Queryable Web Services - Parsing Query Strings to LINQ

Tags: REST, LINQ, Query

I have previously made a stab at supposedly RESTful webservices where the response type is determined by a part of the request URI and not the Accept header as it should be. This time I have been contemplating another problem with the current approach to RESTful web services, which is the difficulty in querying them.

We all know the standard RESTful URI like:

http://domain/blogs/name/123

This will give the blog post with the specified id.

The above URI structure is also seen as:

http://domain/blogs/name

This is expected to give all posts for that particular blog.

But what if I wanted to have blog post that mention “foo”? To my knowledge there is no way to specify that in a standard way. The individual web service can allow you to specify custom parameters which may help you in filtering posts. The other approach is to download all the posts and then filtering them locally. The latter approach is of course hugely wasteful and is better done on the server.

As I mentioned, the individual web service can specify some custom capabilities, but I think a more standardized approach is needed.

The OData protocol specifies some query string options to perform filtering, sorting and projection. Much like LINQ operators, but as query parameters. From above, an OData service will be able to perform filtering so that I can get only posts containing “foo” by specifying that in a defined parameter, like so:

http://domain/blogs/name?$filter=substringof(‘foo’, Text)&$orderby=Date

Obviously one would have to learn the syntax, but there is huge potential in having a known query syntax.

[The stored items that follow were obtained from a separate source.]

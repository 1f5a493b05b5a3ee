// ==========================================
// 工序执行质量追踪系统 - 随机源
// ==========================================
// 职责: 为复选框指标的随机不合格量提供可注入的随机源
// 约束: 每个请求独立实例，不跨请求共享随机状态
// ==========================================

use rand::rngs::StdRng;
use rand::{Rng, SeedableRng};

/// 随机源 Trait
///
/// `next_fraction` 返回 `[0, 1)` 内的均匀分布值
pub trait RandomSource: Send {
    fn next_fraction(&mut self) -> f64;

    /// 在 `[0, upper)` 上均匀取值；`upper <= 0` 时返回 0
    fn uniform(&mut self, upper: f64) -> f64 {
        if upper <= 0.0 {
            return 0.0;
        }
        self.next_fraction() * upper
    }
}

/// 熵源随机（生产默认）
pub struct EntropyRandomSource {
    rng: StdRng,
}

impl EntropyRandomSource {
    pub fn new() -> Self {
        Self {
            rng: StdRng::from_entropy(),
        }
    }
}

impl Default for EntropyRandomSource {
    fn default() -> Self {
        Self::new()
    }
}

impl RandomSource for EntropyRandomSource {
    fn next_fraction(&mut self) -> f64 {
        self.rng.gen::<f64>()
    }
}

/// 固定种子随机（可复现）
pub struct SeededRandomSource {
    rng: StdRng,
}

impl SeededRandomSource {
    pub fn new(seed: u64) -> Self {
        Self {
            rng: StdRng::seed_from_u64(seed),
        }
    }
}

impl RandomSource for SeededRandomSource {
    fn next_fraction(&mut self) -> f64 {
        self.rng.gen::<f64>()
    }
}

/// 常量随机（测试用）
///
/// 值被截断到 `[0, 1)`
pub struct FixedRandomSource {
    fraction: f64,
}

impl FixedRandomSource {
    pub fn new(fraction: f64) -> Self {
        let fraction = if fraction.is_finite() {
            fraction.clamp(0.0, 1.0 - f64::EPSILON)
        } else {
            0.0
        };
        Self { fraction }
    }
}

impl RandomSource for FixedRandomSource {
    fn next_fraction(&mut self) -> f64 {
        self.fraction
    }
}

// ==========================================
// RandomSourceFactory - 按请求创建随机源
// ==========================================
#[derive(Debug, Clone, Copy, PartialEq, Eq)]
pub enum RandomSourceFactory {
    Entropy,
    Seeded(u64),
}

impl RandomSourceFactory {
    /// 为一次请求创建独立随机源
    pub fn create(&self) -> Box<dyn RandomSource> {
        match self {
            RandomSourceFactory::Entropy => Box::new(EntropyRandomSource::new()),
            RandomSourceFactory::Seeded(seed) => Box::new(SeededRandomSource::new(*seed)),
        }
    }
}

impl Default for RandomSourceFactory {
    fn default() -> Self {
        RandomSourceFactory::Entropy
    }
}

There are a number of OData server and client libraries. Unfortunately for .NET I couldn’t find anything that would help me use it in a custom web service or an existing ASP.NET or ASP.NET MVC site, so I wrote up a parser that reads an HTTP request and creates a LINQ query from the query strings defined in the OData specification. You can find the code on BitBucket. It's an initial drop, so be gentle :-)

Currently it supports a subset of the specification, but if you have a look at the tests, you will see that it can parse requests like:

http://domain/blah?$filter=substring(StringValue, 1) ne 'text' and IntValue eq 25 and DoubleValue le 10

into the following lambda expression:

x => (((x.StringValue.Substring(1) != "text") && (x.IntValue == 25)) && (x.DoubleValue <= 10))

The starting point is the ParameterParser class which has a Parse method which goes through the query parameters and returns a ModelFilter which holds the LINQ query generated from the query parameters. The ModelFilter class has a Filter method which applies the LINQ query to a collection of model items. This could be the blog posts from the example above. Although I haven't tested it yet, it should also be compatible with Entity Framework or NHibernate so that it is possible to apply this filter to the DbContext (Entity Framework) or the Query (Nhibernate) to generate a filtered database request. The whole point of parsing into a LINQ query is that you now have the benefit of being able to filter on the server in a consistent way.

The project includes a ModelFilterBinder class as well, so that it is possible to have the ModelFilter as a parameter to controller actions in ASP.NET MVC. For classical ASP.NET sites, the ParameterParser will have to do.

I am aware that creating a blanket implementation of this filtering may not suit all scenarios. For example a web site that only supports HTML responses may not want to support it. On the other hand a, on a blog site it may well make sense to support filtering and adapt the rendering accordingly. For web services that want to present themselves as RESTful I see little downside in supporting this. Remember that there is always the option of returning a 400 Bad Request response.

The UrlQueryParser doesn't support projection yet, and this will certainly have a bigger impact on HTML responses as certain properties from the model may not be available for rendering. For example if I project a blog into only Author and Date with no Text. Again a 400 Bad Request response is an option, another option is coming up with a flexible layout that does support this.

5 Comments

  • Sebastian Wain said

    Have you taken a look at the following articles?
    - http://lostintangent.com/post/3189655590/you-want-to-wrap-odata-around-what
    - http://wcfdstoolkit.codeplex.com/

  • jjrdk said

    Sebastian, those are interesting projects. My purpose is more to make use of the query syntax defined by the OData protocol to query data from any web provider, such as ASP.NET and ASP.NET MVC.

    Also the data doesn't have to be exposed as OData, but can be served in any format, matching the model.